Evaluation of an heterogeneous group of patients with von Willebrand disease using an assay alternative to ristocetin induced platelet agglutination

• Published in: Journal of thrombosis and haemostasis Vol. 13; no. 10; pp. 1806 - 1814
• Main Authors: Stufano, F., Baronciani, L., Pagliari, M. T., Franchi, F., Cozzi, G., Garcia‐Oya, I., Bucciarelli, P., Boscarino, M., Peyvandi, F.
• Format: Journal Article
• Language: English
• Published: England Elsevier Limited 01.10.2015
• Subjects: Biomarkers - blood; Blood Platelets - metabolism; Case-Control Studies; Diagnosis, Differential; GPIbalpha protein, human; Humans; Mutation; Platelet Aggregation; Platelet Function Tests; Platelet Glycoprotein GPIb-IX Complex - genetics; Platelet Glycoprotein GPIb-IX Complex - metabolism; Predictive Value of Tests; Protein Multimerization; ristocetin; Ristocetin - administration & dosage; Severity of Illness Index; von Willebrand disease, type 2; von Willebrand Disease, Type 2 - blood; von Willebrand Disease, Type 2 - diagnosis; von Willebrand Disease, Type 2 - genetics; von Willebrand diseases; von Willebrand factor; von Willebrand Factor - metabolism; ristocetin; GPIbalpha protein, human; von Willebrand diseases; von Willebrand factor; von Willebrand disease, type 2
• ISSN: 1538-7933; 1538-7836; 1538-7836
• DOI: 10.1111/jth.13062

Summary Background Diagnosis of von Willebrand disease (VWD) type 2 usually relies on the discrepancy between the von Willebrand factor (VWF) ristocetin cofactor activity (VWF:RCo) and VWF antigen (VWF:Ag).
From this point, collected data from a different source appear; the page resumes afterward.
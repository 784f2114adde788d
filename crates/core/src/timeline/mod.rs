use std::{
    fmt,
    sync::atomic::{AtomicU64, Ordering},
    time::{Duration, Instant},
};

use serde::{Deserialize, Serialize};

use crate::{analysis::Semitone, audio::LatestPitch};

/// Monotonic time source shared by transports and the session driver.
pub trait Clock: Send + Sync + fmt::Debug {
    /// Time elapsed since the clock's origin.
    fn now(&self) -> Duration;
}

/// Wall clock anchored at construction.
#[derive(Debug, Clone, Copy)]
pub struct SystemClock {
    origin: Instant,
}

impl SystemClock {
    pub fn new() -> Self {
        Self {
            origin: Instant::now(),
        }
    }
}

impl Default for SystemClock {
    fn default() -> Self {
        Self::new()
    }
}

impl Clock for SystemClock {
    fn now(&self) -> Duration {
        self.origin.elapsed()
    }
}

/// Clock that only moves when told to. Used for offline replay and tests.
#[derive(Debug, Default)]
pub struct ManualClock {
    micros: AtomicU64,
}

impl ManualClock {
    pub fn new() -> Self {
        Self::default()
    }

    pub fn advance(&self, delta: Duration) {
        self.micros
            .fetch_add(delta.as_micros() as u64, Ordering::AcqRel);
    }

    pub fn set(&self, at: Duration) {
        self.micros.store(at.as_micros() as u64, Ordering::Release);
    }
}

impl Clock for ManualClock {
    fn now(&self) -> Duration {
        Duration::from_micros(self.micros.load(Ordering::Acquire))
    }
}

/// Append-only sequence of per-interval semitones for the current take.
/// Index `i` corresponds to `i * interval_ms` from the start of the take.
#[derive(Debug, Clone, PartialEq, Eq, Serialize, Deserialize)]
pub struct PitchStream {
    interval_ms: u64,
    samples: Vec<Semitone>,
}

impl PitchStream {
    pub fn new(interval_ms: u64) -> Self {
        Self {
            interval_ms: interval_ms.max(1),
            samples: Vec::new(),
        }
    }

    pub fn interval_ms(&self) -> u64 {
        self.interval_ms
    }

    pub fn push(&mut self, semitone: Semitone) {
        self.samples.push(semitone);
    }

    /// Replaces the contents with an empty stream for a new take.
    pub fn clear(&mut self) {
        self.samples = Vec::new();
    }

    pub fn len(&self) -> usize {
        self.samples.len()
    }

    pub fn is_empty(&self) -> bool {
        self.samples.is_empty()
    }

    pub fn as_slice(&self) -> &[Semitone] {
        &self.samples
    }

    pub fn get(&self, index: usize) -> Option<Semitone> {
        self.samples.get(index).copied()
    }

    pub fn last(&self) -> Option<Semitone> {
        self.samples.last().copied()
    }

    pub fn time_of(&self, index: usize) -> f64 {
        index as f64 * self.interval_ms as f64
    }

    /// Index of the sample covering `time_ms`, whether or not it exists yet.
    pub fn index_at(&self, time_ms: f64) -> usize {
        if time_ms <= 0.0 {
            return 0;
        }
        (time_ms / self.interval_ms as f64).floor() as usize
    }

    /// Samples whose timestamps fall inside `[start_ms, end_ms]`, as
    /// `(index, time_ms, semitone)`.
    pub fn within(
        &self,
        start_ms: f64,
        end_ms: f64,
    ) -> impl Iterator<Item = (usize, f64, Semitone)> + '_ {
        let interval = self.interval_ms as f64;
        let first = (start_ms.max(0.0) / interval).ceil() as usize;
        let last = if end_ms < 0.0 {
            None
        } else {
            Some((end_ms / interval).floor() as usize)
        };
        let upper = match last {
            Some(last) if !self.samples.is_empty() => (last + 1).min(self.samples.len()),
            _ => 0,
        };
        (first..upper.max(first))
            .map(move |index| (index, index as f64 * interval, self.samples[index]))
    }

    /// Makes the stream exactly `len` samples long. Samples at or past `len`
    /// are dropped and missing ones are filled with `fill`, so the next push
    /// lands at index `len`.
    pub(crate) fn align_to(&mut self, len: usize, fill: Semitone) {
        self.samples.resize(len, fill);
    }
}

/// Fixed-cadence sampler that turns the latest estimate into stream
/// appends.
///
/// The clock is cooperative: the owner calls [`advance`](Self::advance) with
/// the current time and every tick that has fallen due since start is
/// emitted in order. Ticks fire at `k * interval` for `k >= 1`, so running
/// for `D` yields `floor(D / interval)` samples. A due tick always reads the
/// slot, so ticks without a fresh estimate repeat the previous value.
#[derive(Debug, Clone)]
pub struct SamplingClock {
    interval: Duration,
    started_at: Option<Duration>,
    emitted: u64,
}

impl SamplingClock {
    pub fn new(interval: Duration) -> Self {
        Self {
            interval: interval.max(Duration::from_millis(1)),
            started_at: None,
            emitted: 0,
        }
    }

    pub fn interval(&self) -> Duration {
        self.interval
    }

    pub fn start(&mut self, now: Duration) {
        self.started_at = Some(now);
        self.emitted = 0;
    }

    /// After this returns, `advance` appends nothing until the next `start`.
    pub fn stop(&mut self) {
        self.started_at = None;
    }

    pub fn is_running(&self) -> bool {
        self.started_at.is_some()
    }

    pub fn due_ticks(&self, now: Duration) -> u64 {
        let Some(started_at) = self.started_at else {
            return 0;
        };
        let elapsed = now.saturating_sub(started_at);
        let total = (elapsed.as_nanos() / self.interval.as_nanos()) as u64;
        total.saturating_sub(self.emitted)
    }

    /// Emits all due ticks into `stream` and returns how many were appended.
    pub fn advance(
        &mut self,
        now: Duration,
        latest: &LatestPitch,
        stream: &mut PitchStream,
    ) -> usize {
        let due = self.due_ticks(now);
        for _ in 0..due {
            stream.push(latest.load());
        }
        self.emitted += due;
        due as usize
    }
}

#[cfg(test)]
mod tests {
    use super::*;
    use crate::analysis::NO_PITCH;

    fn ms(value: u64) -> Duration {
        Duration::from_millis(value)
    }

    #[test]
    fn stream_length_tracks_elapsed_intervals() {
        let latest = LatestPitch::new();
        let mut stream = PitchStream::new(25);
        let mut clock = SamplingClock::new(ms(25));
        clock.start(ms(1_000));

        for step in 1..=40 {
            clock.advance(ms(1_000 + step * 16), &latest, &mut stream);
        }

        assert_eq!(stream.len(), (40 * 16) / 25);
    }

    #[test]
    fn ticks_read_latest_value_in_order() {
        let latest = LatestPitch::new();
        let mut stream = PitchStream::new(25);
        let mut clock = SamplingClock::new(ms(25));
        clock.start(ms(0));

        latest.store(60);
        clock.advance(ms(30), &latest, &mut stream);
        latest.store(62);
        clock.advance(ms(55), &latest, &mut stream);
        clock.advance(ms(80), &latest, &mut stream);
        latest.clear();
        clock.advance(ms(100), &latest, &mut stream);

        assert_eq!(stream.as_slice(), &[60, 62, 62, NO_PITCH]);
    }

    #[test]
    fn stop_halts_appends() {
        let latest = LatestPitch::new();
        let mut stream = PitchStream::new(25);
        let mut clock = SamplingClock::new(ms(25));
        clock.start(ms(0));
        clock.advance(ms(50), &latest, &mut stream);
        clock.stop();

        assert_eq!(clock.advance(ms(10_000), &latest, &mut stream), 0);
        assert_eq!(stream.len(), 2);
        assert!(!clock.is_running());
    }

    #[test]
    fn window_query_maps_indices_to_time() {
        let mut stream = PitchStream::new(25);
        for semitone in [60, 61, 62, 63, 64] {
            stream.push(semitone);
        }

        let hits: Vec<_> = stream.within(30.0, 200.0).collect();
        assert_eq!(hits, vec![(2, 50.0, 62), (3, 75.0, 63), (4, 100.0, 64)]);
        assert_eq!(stream.within(-50.0, -1.0).count(), 0);
        assert_eq!(stream.index_at(74.9), 2);
    }

    #[test]
    fn manual_clock_moves_only_when_told() {
        let clock = ManualClock::new();
        assert_eq!(clock.now(), Duration::ZERO);
        clock.advance(ms(40));
        clock.advance(ms(2));
        assert_eq!(clock.now(), ms(42));
        clock.set(ms(5));
        assert_eq!(clock.now(), ms(5));
    }
}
Type 2B patients can be discriminated from other qualitative VWD variants by using ristocetin‐induced platelet agglutination (RIPA) test. The major limitation of RIPA is the requirement of fresh blood sample. Objectives In this study, we evaluated the VWF gain‐of‐function mutant GPIb binding (VWF:GPIbM) and VWF:RCo assays to investigate whether the VWF:GPIbM/VWF:RCo ratio was able to identify the type 2B variant among an heterogeneous VWD population, previously characterized following the ISTH‐SSC guidelines. Patients/methods Seventy‐six VWD patients and 31 healthy subjects were evaluated by using VWF:Ag, VWF:RCo, and VWF:GPIbM assays. Results The mean (minimum–maximum values) VWF:GPIbM/VWF:RCo ratio was higher in type 2B patients (2.53, 0.84–6.11) than in healthy controls (1.05, 0.87–1.34), type 1 (0.85, 0.51–1.15), 2A (1.20, 0.36–2.82), and 2M (1.07, 0.91–1.38) (P < 0.0001). Type 2B variants were divided into four groups (A, B, C, and D) according to their different multimeric patterns. The mean value of the VWF:GPIbM/VWF:RCo ratio in the four groups showed an increasing trend from group A (1.08) to D (3.69), proportional to the loss of high molecular weight multimers. Among 32 type 2B patients, previously diagnosed with RIPA, 8 (mainly with a type I New York/Malmö phenotype) were not confirmed using the VWF:GPIbM/VWF:RCo ratio. Conclusions Whenever the RIPA test is not feasible, the VWF:GPIbM/VWF:RCo ratio might help to identify severe type 2B VWD patients.